Your assignment:
Give only the number of lines in the records that include the string "order".

[Collected data entries]
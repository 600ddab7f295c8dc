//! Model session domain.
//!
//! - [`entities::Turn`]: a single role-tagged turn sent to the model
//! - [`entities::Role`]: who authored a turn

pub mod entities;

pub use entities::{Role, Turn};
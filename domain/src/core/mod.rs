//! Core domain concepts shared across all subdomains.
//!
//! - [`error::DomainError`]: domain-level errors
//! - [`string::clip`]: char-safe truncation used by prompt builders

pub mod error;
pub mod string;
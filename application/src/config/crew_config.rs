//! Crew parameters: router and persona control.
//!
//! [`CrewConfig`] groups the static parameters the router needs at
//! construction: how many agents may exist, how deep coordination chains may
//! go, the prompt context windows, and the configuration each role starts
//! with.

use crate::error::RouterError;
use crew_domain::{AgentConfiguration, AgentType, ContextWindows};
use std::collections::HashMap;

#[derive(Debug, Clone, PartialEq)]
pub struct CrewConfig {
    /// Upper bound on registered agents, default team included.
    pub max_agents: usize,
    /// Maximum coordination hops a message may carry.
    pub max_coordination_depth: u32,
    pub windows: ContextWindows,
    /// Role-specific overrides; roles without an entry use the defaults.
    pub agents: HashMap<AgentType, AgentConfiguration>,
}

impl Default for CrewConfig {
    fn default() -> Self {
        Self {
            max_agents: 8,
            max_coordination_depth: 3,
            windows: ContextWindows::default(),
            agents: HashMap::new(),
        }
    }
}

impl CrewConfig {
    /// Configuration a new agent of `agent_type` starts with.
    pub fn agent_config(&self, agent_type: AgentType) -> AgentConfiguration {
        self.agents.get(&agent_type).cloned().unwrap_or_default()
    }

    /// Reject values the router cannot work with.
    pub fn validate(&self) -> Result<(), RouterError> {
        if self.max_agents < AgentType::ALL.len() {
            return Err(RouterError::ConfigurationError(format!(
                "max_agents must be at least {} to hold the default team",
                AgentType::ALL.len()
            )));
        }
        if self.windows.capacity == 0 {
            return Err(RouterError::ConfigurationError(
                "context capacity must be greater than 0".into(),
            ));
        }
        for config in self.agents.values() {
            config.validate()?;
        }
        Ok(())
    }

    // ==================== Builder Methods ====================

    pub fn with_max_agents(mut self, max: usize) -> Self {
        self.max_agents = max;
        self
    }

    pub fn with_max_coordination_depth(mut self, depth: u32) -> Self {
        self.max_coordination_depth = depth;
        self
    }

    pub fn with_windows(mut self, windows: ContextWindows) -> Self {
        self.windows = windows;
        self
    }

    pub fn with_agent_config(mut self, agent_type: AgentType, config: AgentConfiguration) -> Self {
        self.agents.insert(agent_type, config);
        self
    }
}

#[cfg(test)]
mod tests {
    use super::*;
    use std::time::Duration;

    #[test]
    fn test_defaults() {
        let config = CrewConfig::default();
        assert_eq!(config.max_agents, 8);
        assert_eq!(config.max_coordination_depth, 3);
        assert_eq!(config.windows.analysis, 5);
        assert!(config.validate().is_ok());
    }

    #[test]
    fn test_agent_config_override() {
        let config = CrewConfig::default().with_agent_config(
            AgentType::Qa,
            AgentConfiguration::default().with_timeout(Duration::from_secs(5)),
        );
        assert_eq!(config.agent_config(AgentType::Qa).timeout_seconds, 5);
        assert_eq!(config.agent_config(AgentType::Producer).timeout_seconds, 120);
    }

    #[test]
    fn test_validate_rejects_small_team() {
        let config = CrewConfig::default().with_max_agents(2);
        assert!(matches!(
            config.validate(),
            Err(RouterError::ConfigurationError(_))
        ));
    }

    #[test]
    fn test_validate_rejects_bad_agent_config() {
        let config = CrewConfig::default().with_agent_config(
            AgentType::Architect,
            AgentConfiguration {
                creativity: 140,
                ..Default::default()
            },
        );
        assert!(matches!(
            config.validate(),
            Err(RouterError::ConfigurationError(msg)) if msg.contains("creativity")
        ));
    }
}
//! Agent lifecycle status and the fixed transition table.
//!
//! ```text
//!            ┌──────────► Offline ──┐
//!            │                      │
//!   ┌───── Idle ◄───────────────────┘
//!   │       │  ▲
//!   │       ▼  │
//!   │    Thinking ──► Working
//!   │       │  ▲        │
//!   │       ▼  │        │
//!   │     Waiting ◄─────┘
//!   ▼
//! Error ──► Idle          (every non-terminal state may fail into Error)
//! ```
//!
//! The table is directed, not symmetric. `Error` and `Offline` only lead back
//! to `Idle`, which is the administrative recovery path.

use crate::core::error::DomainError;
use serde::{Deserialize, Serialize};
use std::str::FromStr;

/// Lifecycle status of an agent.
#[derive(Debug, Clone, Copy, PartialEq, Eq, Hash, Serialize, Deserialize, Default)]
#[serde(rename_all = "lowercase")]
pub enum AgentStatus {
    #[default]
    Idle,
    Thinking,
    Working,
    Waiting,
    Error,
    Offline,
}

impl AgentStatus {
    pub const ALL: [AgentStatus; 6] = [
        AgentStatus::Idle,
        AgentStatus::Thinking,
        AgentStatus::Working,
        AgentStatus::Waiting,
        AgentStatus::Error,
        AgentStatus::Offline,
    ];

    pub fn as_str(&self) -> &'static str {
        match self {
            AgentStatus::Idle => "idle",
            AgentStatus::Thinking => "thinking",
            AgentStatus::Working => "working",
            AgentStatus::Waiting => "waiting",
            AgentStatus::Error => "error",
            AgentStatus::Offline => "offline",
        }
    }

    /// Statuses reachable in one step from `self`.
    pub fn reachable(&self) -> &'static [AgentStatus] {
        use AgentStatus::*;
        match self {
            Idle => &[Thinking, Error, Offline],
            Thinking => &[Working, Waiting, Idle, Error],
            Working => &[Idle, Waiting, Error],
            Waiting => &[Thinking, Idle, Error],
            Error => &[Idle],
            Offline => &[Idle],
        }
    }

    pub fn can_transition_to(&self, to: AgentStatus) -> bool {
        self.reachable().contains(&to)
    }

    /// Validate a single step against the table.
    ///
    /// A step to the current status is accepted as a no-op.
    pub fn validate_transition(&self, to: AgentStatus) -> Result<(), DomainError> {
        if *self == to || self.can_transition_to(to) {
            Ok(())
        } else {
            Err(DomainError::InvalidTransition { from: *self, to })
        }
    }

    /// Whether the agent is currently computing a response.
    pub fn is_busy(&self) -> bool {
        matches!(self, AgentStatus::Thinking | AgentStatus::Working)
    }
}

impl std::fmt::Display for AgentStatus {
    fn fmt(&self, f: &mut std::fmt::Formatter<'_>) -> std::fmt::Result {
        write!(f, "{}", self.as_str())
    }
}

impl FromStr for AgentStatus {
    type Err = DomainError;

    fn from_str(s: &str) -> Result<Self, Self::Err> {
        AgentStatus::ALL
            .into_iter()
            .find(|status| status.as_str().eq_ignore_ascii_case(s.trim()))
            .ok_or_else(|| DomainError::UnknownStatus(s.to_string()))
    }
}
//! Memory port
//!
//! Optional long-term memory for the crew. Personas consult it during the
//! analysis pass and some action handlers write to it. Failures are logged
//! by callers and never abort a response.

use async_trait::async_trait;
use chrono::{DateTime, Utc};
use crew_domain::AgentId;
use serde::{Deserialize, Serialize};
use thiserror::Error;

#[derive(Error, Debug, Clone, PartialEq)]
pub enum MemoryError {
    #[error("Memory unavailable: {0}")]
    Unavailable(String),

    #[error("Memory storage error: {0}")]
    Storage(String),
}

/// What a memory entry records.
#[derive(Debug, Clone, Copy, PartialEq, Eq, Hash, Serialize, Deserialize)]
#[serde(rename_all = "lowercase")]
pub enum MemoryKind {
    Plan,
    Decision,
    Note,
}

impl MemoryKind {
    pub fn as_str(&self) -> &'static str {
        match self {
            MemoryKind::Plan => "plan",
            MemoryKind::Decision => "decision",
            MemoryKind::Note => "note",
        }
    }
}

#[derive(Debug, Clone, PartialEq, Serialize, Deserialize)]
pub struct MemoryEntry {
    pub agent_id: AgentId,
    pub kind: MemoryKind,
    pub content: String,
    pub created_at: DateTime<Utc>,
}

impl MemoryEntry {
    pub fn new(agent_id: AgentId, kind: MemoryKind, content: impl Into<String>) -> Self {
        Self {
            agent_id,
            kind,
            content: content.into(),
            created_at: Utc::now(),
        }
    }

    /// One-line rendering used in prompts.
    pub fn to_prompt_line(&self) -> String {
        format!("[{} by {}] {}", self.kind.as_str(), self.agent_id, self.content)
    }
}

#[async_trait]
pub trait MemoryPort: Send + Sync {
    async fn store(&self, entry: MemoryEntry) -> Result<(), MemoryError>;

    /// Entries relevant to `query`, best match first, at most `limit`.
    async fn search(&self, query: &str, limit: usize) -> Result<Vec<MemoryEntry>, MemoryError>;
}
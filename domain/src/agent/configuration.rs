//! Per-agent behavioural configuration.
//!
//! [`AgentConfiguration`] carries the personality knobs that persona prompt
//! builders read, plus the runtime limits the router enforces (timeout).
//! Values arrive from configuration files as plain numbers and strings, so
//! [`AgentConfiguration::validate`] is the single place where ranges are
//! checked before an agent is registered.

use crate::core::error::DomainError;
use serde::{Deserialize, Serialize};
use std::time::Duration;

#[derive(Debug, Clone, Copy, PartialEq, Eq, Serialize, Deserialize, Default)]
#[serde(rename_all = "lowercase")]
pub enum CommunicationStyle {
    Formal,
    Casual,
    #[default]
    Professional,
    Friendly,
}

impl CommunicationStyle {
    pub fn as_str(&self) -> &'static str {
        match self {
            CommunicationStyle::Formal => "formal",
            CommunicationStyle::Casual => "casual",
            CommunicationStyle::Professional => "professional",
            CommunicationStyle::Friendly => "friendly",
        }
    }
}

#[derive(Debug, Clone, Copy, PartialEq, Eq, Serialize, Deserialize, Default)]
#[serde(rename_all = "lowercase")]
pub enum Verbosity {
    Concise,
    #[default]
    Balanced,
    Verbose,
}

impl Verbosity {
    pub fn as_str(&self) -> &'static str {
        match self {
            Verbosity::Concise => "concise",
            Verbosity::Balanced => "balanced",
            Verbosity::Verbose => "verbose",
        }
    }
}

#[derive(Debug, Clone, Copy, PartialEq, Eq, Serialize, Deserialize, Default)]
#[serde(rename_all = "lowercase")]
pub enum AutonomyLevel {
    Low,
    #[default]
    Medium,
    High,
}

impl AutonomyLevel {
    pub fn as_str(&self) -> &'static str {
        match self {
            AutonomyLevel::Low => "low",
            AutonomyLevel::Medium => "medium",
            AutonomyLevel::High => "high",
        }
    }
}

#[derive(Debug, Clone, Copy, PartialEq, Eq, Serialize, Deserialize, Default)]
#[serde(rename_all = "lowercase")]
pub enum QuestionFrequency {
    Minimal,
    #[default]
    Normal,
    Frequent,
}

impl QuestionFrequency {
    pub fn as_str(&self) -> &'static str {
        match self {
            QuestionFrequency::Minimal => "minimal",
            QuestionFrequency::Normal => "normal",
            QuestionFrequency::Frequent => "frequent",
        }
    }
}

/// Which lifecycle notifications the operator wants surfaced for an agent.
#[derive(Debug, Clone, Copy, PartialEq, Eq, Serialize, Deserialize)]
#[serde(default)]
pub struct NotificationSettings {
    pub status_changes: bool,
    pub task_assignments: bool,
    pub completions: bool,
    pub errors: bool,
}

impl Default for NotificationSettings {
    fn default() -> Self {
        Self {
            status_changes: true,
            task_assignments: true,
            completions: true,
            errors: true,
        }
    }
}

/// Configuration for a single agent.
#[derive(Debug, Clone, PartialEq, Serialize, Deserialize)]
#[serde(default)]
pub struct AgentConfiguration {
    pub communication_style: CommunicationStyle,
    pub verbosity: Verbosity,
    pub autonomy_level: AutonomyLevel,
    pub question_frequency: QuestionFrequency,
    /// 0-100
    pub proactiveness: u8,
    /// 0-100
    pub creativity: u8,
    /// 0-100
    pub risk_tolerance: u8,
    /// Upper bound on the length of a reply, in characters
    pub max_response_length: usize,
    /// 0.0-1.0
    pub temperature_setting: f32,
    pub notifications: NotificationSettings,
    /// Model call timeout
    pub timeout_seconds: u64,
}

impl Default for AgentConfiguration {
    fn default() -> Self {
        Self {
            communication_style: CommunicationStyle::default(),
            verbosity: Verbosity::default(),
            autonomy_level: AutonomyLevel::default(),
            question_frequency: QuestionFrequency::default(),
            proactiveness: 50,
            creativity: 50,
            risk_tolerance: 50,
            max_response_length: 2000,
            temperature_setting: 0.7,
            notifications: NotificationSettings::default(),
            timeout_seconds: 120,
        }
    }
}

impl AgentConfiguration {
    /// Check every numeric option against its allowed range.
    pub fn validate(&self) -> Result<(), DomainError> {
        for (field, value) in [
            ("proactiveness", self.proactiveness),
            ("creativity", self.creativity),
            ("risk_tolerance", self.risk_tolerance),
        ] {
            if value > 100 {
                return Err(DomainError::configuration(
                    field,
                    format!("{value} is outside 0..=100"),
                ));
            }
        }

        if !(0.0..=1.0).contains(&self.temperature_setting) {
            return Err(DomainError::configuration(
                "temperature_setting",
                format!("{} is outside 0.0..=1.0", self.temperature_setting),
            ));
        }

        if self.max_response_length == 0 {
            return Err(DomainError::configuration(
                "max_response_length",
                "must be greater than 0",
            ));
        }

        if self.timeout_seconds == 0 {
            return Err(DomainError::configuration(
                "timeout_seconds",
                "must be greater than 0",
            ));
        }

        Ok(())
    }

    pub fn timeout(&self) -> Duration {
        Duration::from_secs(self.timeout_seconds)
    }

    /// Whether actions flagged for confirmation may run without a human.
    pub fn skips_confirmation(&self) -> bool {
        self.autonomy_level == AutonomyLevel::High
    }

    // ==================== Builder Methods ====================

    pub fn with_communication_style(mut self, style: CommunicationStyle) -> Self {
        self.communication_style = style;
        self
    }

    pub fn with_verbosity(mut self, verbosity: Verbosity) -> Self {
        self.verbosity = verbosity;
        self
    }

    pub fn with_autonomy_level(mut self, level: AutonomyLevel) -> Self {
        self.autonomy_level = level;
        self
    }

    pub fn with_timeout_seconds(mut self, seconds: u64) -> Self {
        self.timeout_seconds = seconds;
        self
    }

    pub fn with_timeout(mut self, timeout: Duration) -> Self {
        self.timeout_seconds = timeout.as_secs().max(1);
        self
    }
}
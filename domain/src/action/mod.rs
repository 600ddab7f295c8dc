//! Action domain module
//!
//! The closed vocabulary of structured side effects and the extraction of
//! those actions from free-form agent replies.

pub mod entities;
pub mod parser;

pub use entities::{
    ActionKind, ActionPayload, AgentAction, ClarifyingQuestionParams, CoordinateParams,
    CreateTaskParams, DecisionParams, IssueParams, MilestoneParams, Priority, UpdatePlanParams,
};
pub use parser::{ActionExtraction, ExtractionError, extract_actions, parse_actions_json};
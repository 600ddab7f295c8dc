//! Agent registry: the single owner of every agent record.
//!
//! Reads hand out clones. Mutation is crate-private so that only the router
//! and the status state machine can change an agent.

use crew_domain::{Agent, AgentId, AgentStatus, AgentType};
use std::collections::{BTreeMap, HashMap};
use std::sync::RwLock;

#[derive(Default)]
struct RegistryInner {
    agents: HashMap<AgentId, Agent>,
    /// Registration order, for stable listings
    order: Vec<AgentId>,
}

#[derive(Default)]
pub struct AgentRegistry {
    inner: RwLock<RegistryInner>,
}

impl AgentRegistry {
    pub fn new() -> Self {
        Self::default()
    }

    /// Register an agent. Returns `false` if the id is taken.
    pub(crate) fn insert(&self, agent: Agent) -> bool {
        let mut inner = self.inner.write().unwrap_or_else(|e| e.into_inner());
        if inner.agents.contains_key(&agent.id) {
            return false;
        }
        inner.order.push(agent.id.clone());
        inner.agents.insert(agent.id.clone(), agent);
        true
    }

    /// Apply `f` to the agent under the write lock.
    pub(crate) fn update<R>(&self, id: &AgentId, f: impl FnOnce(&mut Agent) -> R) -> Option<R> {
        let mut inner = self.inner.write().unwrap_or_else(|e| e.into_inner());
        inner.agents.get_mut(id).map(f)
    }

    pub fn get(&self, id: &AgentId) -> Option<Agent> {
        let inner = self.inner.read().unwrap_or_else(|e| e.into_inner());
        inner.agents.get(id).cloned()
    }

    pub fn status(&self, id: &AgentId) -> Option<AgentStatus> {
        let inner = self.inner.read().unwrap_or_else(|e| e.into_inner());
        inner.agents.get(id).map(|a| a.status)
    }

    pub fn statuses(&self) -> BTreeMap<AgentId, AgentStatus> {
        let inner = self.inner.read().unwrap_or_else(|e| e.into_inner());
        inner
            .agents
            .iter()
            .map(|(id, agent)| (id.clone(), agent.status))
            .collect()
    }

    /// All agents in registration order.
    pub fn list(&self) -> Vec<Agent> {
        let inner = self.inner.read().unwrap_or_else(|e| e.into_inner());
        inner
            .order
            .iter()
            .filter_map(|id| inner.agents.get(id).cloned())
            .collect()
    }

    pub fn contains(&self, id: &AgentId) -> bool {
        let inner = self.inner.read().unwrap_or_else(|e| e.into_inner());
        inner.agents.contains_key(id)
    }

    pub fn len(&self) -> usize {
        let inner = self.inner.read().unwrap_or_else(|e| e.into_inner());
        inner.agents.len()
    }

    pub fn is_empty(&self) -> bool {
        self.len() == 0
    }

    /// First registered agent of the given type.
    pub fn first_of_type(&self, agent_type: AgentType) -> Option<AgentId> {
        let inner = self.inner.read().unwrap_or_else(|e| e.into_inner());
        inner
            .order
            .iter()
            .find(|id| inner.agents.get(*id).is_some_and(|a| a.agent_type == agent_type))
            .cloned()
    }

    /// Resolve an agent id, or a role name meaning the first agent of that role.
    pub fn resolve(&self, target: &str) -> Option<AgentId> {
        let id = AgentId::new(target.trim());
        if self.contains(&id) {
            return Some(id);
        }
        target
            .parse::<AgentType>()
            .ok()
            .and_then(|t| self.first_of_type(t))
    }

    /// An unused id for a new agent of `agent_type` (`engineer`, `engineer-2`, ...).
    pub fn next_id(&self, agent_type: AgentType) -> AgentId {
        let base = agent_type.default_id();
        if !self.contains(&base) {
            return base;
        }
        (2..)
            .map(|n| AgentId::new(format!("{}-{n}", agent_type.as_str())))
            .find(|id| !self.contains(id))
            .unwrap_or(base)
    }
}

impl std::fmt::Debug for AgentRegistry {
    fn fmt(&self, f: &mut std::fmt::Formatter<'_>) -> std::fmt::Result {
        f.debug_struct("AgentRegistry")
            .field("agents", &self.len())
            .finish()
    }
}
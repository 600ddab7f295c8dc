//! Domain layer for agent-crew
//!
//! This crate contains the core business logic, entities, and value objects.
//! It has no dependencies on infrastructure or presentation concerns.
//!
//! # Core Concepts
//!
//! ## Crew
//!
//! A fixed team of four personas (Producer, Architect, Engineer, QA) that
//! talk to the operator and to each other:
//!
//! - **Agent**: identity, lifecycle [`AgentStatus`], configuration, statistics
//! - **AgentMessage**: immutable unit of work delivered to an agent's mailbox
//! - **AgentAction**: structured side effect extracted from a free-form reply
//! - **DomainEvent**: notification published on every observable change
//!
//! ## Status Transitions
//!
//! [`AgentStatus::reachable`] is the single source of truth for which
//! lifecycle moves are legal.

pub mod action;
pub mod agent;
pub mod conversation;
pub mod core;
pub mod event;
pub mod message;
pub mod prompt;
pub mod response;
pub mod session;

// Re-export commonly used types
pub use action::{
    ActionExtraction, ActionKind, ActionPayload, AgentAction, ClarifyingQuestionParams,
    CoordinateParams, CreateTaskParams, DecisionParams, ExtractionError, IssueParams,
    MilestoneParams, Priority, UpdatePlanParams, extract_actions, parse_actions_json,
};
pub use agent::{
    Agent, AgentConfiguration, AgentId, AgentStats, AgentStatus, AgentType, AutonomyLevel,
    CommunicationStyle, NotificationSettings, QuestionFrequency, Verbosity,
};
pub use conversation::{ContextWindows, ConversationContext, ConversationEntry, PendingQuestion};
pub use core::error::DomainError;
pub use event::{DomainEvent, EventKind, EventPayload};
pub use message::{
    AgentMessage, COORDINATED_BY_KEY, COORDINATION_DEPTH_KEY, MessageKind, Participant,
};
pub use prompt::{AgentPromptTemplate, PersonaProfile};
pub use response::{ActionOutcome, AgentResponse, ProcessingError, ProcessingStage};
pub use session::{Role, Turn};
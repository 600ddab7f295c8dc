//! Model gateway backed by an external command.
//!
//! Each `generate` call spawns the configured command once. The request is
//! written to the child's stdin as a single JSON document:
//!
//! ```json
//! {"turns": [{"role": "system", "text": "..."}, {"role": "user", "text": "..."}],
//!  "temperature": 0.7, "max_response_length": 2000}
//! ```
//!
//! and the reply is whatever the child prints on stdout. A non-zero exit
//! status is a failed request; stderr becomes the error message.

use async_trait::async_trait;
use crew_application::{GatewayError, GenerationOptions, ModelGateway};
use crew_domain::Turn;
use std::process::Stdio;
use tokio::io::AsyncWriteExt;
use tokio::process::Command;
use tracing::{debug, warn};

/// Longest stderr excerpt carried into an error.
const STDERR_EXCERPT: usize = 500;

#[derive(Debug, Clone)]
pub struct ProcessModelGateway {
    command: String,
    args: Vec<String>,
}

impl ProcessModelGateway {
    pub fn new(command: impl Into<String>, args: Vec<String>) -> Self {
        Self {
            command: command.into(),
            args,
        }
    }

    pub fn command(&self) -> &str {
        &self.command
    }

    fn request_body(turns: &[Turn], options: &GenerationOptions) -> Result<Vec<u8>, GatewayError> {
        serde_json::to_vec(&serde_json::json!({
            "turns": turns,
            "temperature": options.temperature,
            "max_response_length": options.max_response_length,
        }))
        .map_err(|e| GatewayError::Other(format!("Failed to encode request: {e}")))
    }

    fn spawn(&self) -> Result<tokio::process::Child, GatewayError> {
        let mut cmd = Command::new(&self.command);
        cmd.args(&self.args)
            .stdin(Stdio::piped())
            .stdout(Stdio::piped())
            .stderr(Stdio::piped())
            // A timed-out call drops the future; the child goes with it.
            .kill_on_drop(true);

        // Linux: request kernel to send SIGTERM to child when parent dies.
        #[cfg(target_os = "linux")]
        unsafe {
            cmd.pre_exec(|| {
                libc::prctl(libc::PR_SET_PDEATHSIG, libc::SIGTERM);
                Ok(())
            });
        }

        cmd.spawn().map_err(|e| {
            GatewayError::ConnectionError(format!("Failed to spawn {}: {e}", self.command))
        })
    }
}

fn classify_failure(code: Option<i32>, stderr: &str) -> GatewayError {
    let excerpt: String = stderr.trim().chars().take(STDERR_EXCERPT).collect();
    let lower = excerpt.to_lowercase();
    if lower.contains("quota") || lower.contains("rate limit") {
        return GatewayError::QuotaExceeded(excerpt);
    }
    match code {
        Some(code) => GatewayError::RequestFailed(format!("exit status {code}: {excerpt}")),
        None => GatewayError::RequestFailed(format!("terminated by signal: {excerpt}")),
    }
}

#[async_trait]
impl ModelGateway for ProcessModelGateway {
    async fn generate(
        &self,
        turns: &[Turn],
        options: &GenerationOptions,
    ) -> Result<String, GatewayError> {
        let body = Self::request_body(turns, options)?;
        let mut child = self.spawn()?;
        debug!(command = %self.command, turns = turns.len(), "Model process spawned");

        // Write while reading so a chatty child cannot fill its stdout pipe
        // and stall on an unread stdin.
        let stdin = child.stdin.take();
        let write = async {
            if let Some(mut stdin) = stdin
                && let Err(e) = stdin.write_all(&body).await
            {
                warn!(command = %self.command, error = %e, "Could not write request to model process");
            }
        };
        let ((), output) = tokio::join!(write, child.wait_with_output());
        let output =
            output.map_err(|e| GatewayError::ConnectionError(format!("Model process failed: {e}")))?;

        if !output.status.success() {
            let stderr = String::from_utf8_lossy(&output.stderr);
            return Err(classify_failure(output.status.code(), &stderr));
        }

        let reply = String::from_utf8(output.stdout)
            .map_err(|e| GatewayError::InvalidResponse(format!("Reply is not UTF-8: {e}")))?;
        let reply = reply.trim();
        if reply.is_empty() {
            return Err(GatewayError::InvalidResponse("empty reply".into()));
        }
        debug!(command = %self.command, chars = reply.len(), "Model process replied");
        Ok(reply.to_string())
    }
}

Solved problem:
6